The female is generally larger than the male. It has a dark brown carapace that is between 3.1 and 3.3 mm long and has dark hairs on its thorax. It too has a black eye field with long brown bristles near the eyes. The chelicerae have a similar single small tooth at the back and serrated front to the male and the maxilla is thin, black with a whitish edge. The remainder of the mouthparts are black. The abdomen is between 3.6 and 3.7 mm long and dark brown with a black fillet half way down its length. It is covered in scale-like hairs and a scattering of brown bristles. The underside is dark. The long legs are dark brown, although the front two are lighter and have a pattern of black lines that cross them like belts. The epigyne is very small and is dominated by a large depression. The internal structure of the copulatory organs is very simple. The copulatory openings lead to a straight seminal ducts and spherical receptacles.

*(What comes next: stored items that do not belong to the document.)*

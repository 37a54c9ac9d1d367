/*!
 * repotxt - Flatten a directory tree or git repository into one text file
 *
 * The output holds an indented folder structure followed by the
 * concatenated contents of every included text file, optionally cut down
 * to a token budget, and is written to a timestamped session folder.
 */

pub mod analyzer;
pub mod config;
pub mod error;
pub mod filter;
pub mod git;
pub mod logging;
pub mod report;
pub mod scanner;
pub mod server;
pub mod tokenizer;
pub mod types;
pub mod utils;
pub mod writer;

#[cfg(test)]
mod tests;

// Re-export main components for easier access
pub use analyzer::{AnalysisObserver, AnalysisRequest, Analyzer, Stage};
pub use config::{Config, ServerConfig};
pub use error::{AnalysisError, Result};
pub use filter::{BinaryDetection, FilterConfig};
pub use report::{Reporter, ScanReport};
pub use scanner::{ScanStatistics, Scanner};
pub use types::{AnalysisResult, Entry, EntryKind, RenderedOutput};
pub use writer::{Session, SessionWriter};

/// Version of the library
pub const VERSION: &str = env!("CARGO_PKG_VERSION");
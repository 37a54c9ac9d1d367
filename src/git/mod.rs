/*!
 * Git repository handling functionality
 */

mod checkout;
mod error;
mod progress;
mod repository;
mod url;

// Re-export public items
pub use checkout::{TempCheckout, DEFAULT_SETTLE_DELAY};
pub use error::{GitError, GitResult};
pub use progress::{GitProgress, ProgressReporter};
pub use repository::{Git2Provider, SourceProvider};
pub use url::{authenticated_url, parse_git_url, repo_name_from_source, GitHost, GitRepoInfo};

Like many jumping spiders, Wesołowska and Tamás Szűts noted that Mexcala spiders mimic ants. Some are particularly similar to members of the Camponotus genus. However, they mainly resemble Mutillidae, species of wasp that have ant-like characteristics. The species particularly resembles the female, which is wingless, in its body proportions. The spider can be distinguished from other species by the small size of the copulatory organs, both the very short embolus and short seminal ducts, which are complementary.

==Behaviour==
The spider is typical of the genus. It lives amongst the different species of ant and ant-like insect that it mimics and preys upon. Like other jumping spiders, it is a mainly diurnal hunter that uses its good eyesight to spot its prey. It attacks from the front and captures its prey behind the head. The chelicerae have short thick spines on them that may be used for digging holes to act as underground hiding places. It uses visual displays during courtship and transmits vibratory signals through silk to communicate to other spiders.

==Distribution==
Mexcala spiders can be found across Africa and the Arabian peninsula. Mexcala torquata has been identified in Guinea and Ivory Coast. The female holotype was found near Kossou, Ivory Coast, in 1974. The first example discovered in Guinea was found near Lola in 1957. The first male specimen was collected in Lamto Scientific Reserve in Ivory Coast in 1975.